There was a moment at the start of the Rolling Stones' "Bridges to Babylon" concert on Sunday at Dodger Stadium so startling that you could almost hear a collective gasp from the mostly over-45 crowd.
Even if you had seen photos of the band recently or attended one of its earlier stadium tours, you weren't prepared for the age that showed in the faces of Mick Jagger, Keith Richards, Charlie Watts and Ron Wood the first time they were shown on the massive video screen behind the stage.
When listening to the band on record, it's still easy to imagine yourself and the group back in the '60s and '70s, when they helped define the notion of youthful rebellion in rock 'n' roll.

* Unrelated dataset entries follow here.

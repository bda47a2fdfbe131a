//! Accord service layer.
//!
//! Contract lifecycle, the sync orchestration facade, the
//! commit-triggered auto-sync coordinator, termination/retention, and
//! the cross-entity integrity validator, all over one `HrStore`.

#![deny(unsafe_code)]
#![warn(rust_2018_idioms)]

pub mod autosync;
pub mod config;
pub mod contracts;
pub mod orchestrator;
pub mod retention;
pub mod validator;

pub use autosync::AutoSyncCoordinator;
pub use config::{AutoSyncConfig, EmployeeNumberConfig, RetentionConfig, ServiceConfig};
pub use contracts::{ContractRequest, ContractService};
pub use orchestrator::{ContractSyncOutcome, SyncOrchestrator, SyncReport, SyncableFields};
pub use retention::{PurgeReport, RetentionStatus, TerminationOutcome, TerminationService};
pub use validator::{
    AppliedFix, FixReport, IntegrityIssue, IntegrityValidator, IssueKind, IssueSeverity,
    ValidationReport, ValidationSummary,
};

use accord_storage::{CommitStore, HrStore};
use std::sync::Arc;

/// The fully wired service set over one store, built at process startup
/// and handed around by reference. Construction registers the auto-sync
/// coordinator as a commit observer on the store.
pub struct AccordServices {
    pub store: Arc<dyn HrStore>,
    pub contracts: Arc<ContractService>,
    pub orchestrator: Arc<SyncOrchestrator>,
    pub termination: Arc<TerminationService>,
    pub validator: Arc<IntegrityValidator>,
    pub auto_sync: Arc<AutoSyncCoordinator>,
}

impl AccordServices {
    pub fn new(store: Arc<dyn HrStore>, config: ServiceConfig) -> Self {
        let orchestrator = Arc::new(SyncOrchestrator::new(store.clone(), config.clone()));
        let auto_sync =
            AutoSyncCoordinator::new(orchestrator.clone(), config.auto_sync.enabled_on_start);
        store.register_commit_observer(auto_sync.clone());
        let contracts = Arc::new(ContractService::new(store.clone(), orchestrator.clone()));
        let termination = Arc::new(TerminationService::new(store.clone(), config.retention));
        let validator = Arc::new(IntegrityValidator::new(store.clone()));
        Self {
            store,
            contracts,
            orchestrator,
            termination,
            validator,
            auto_sync,
        }
    }
}
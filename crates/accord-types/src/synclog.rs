use crate::ids::{ActorId, ContractId, SyncLogId};
use chrono::{DateTime, Utc};
use serde::{Deserialize, Serialize};

#[derive(Clone, Copy, Debug, PartialEq, Eq, Serialize, Deserialize)]
#[serde(rename_all = "snake_case")]
pub enum SyncType {
    Auto,
    Manual,
    Initial,
}

#[derive(Clone, Copy, Debug, PartialEq, Eq, Serialize, Deserialize)]
#[serde(rename_all = "snake_case")]
pub enum SyncDirection {
    PersonalToEmployee,
    EmployeeToPersonal,
}

impl std::fmt::Display for SyncDirection {
    fn fmt(&self, f: &mut std::fmt::Formatter<'_>) -> std::fmt::Result {
        let label = match self {
            SyncDirection::PersonalToEmployee => "personal_to_employee",
            SyncDirection::EmployeeToPersonal => "employee_to_personal",
        };
        write!(f, "{label}")
    }
}

/// Which side of the pair a sync wrote to.
#[derive(Clone, Copy, Debug, PartialEq, Eq, Serialize, Deserialize)]
#[serde(rename_all = "snake_case")]
pub enum SyncEntityType {
    Employee,
    PersonalProfile,
}

/// Append payload for one audit row: a single changed scalar field
/// (`field_name` set, old/new stringified) or one relation batch
/// (`field_name` empty, old/new carrying counts only). Id and sequence are
/// assigned by storage at commit.
#[derive(Clone, Debug, Serialize, Deserialize)]
pub struct SyncLogAppend {
    pub contract_id: ContractId,
    pub sync_type: SyncType,
    pub entity_type: SyncEntityType,
    #[serde(skip_serializing_if = "Option::is_none")]
    pub field_name: Option<String>,
    #[serde(skip_serializing_if = "Option::is_none")]
    pub old_value: Option<String>,
    #[serde(skip_serializing_if = "Option::is_none")]
    pub new_value: Option<String>,
    pub direction: SyncDirection,
    pub synced_by: ActorId,
    pub synced_at: DateTime<Utc>,
}

/// Canonical stored audit row. Never mutated; removed only by the bulk
/// retention purge.
#[derive(Clone, Debug, Serialize, Deserialize)]
pub struct SyncLogEntry {
    pub id: SyncLogId,
    pub sequence: u64,
    pub contract_id: ContractId,
    pub sync_type: SyncType,
    pub entity_type: SyncEntityType,
    #[serde(skip_serializing_if = "Option::is_none")]
    pub field_name: Option<String>,
    #[serde(skip_serializing_if = "Option::is_none")]
    pub old_value: Option<String>,
    #[serde(skip_serializing_if = "Option::is_none")]
    pub new_value: Option<String>,
    pub direction: SyncDirection,
    pub synced_by: ActorId,
    pub synced_at: DateTime<Utc>,
}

But the images on the video screen served as a slap in the face--a reminder that the Stones are in their 50s, long past the expected age for a rock band.
For a minute, you probably even felt foolish for thinking this group could still stir you.
So it was fascinating over the next two hours-plus to watch the Stones work masterfully to build their '90s credibility.
The band confronted the age issue right away by opening with one of its early, teen-oriented hits, "Satisfaction," and following two songs later with another, "Let's Spend the Night Together."
During the latter, the live shots of the band on the video screen were in black-and-white, rather than the normal color. As on the band's 1994 "Voodoo Lounge" tour, this gave the illusion of the Stones' stepping back in time to when the songs were new--and it worked because the music still sounded so good.
Things were moving so well that Jagger, who tends to limit his comments between songs to an occasional how-ya-doin', even made a playful aside about all the celebrities backstage.
"We thought we were going to have to turn the stage around and play to them," he said with a wink.
The band then turned to the first of four songs that Jagger sang from the current "Bridges to Babylon" album. While the upbeat "Flip the Switch" seemed simply generic, the group played it with a determination that was winning.
After "Switch," the Stones, like a boxer sensing the right moment, threw the first of the evening's knockout punches. Returning to the '60s, the group this time focused on one of its most substantial numbers.
"Gimme Shelter" was one of the late-'60s songs that helped define the group's artistry by exploring subject matter as challenging--and often a touch forbidden--as that of the early bluesmen who first influenced them.
With Lisa Fischer handling superbly the memorable, mocking vocal done by Merry Clayton on the recording, Jagger sang the anxious tune with a raw, gripping intensity that set the tone for the rest of the night.
The Stones--backed by Darryl Jones on bass, Chuck Leavell on keyboards plus three backup singers and a four-piece brass section--still play with a captivating commitment and style. The "Bridges" tour may have one of the flashiest sets ever in rock, but the group doesn't let it become the show.
The weakness in the Stones is the lack of revelation in the new material. Of the "Bridges" album tunes played, only "Saint of Me" had any sense of ambition or mystery.
Wisely, however, the band was never far from its musical mother lode, serving up "Under My Thumb," "Bitch" and "Miss You" before walking across a steel bridge, which stretches out before your eyes, from the main stage to a small stage in the center of the stadium floor.
The key moment in the intimate, well-received segment was during "The Last Time." When Jagger sang the song's chorus, it seemed like a referendum. And the answer was clear: No, you didn't want this to be the last time around for this classic band.
If anyone hesitated with the answer, the Rolling Stones--who were also scheduled to play Dodger Stadium on Monday (along with the Wallflowers, who opened for them Sunday and have been reviewed recently) and are due in San Diego in February--surely shattered any lingering resistance when they returned to the main stage for a greatest-hits segment. It included such rock 'n' roll works of art as "Sympathy for the Devil," "Tumbling Dice" and "Honky Tonk Women."
Against all odds, the Stones continue to roll.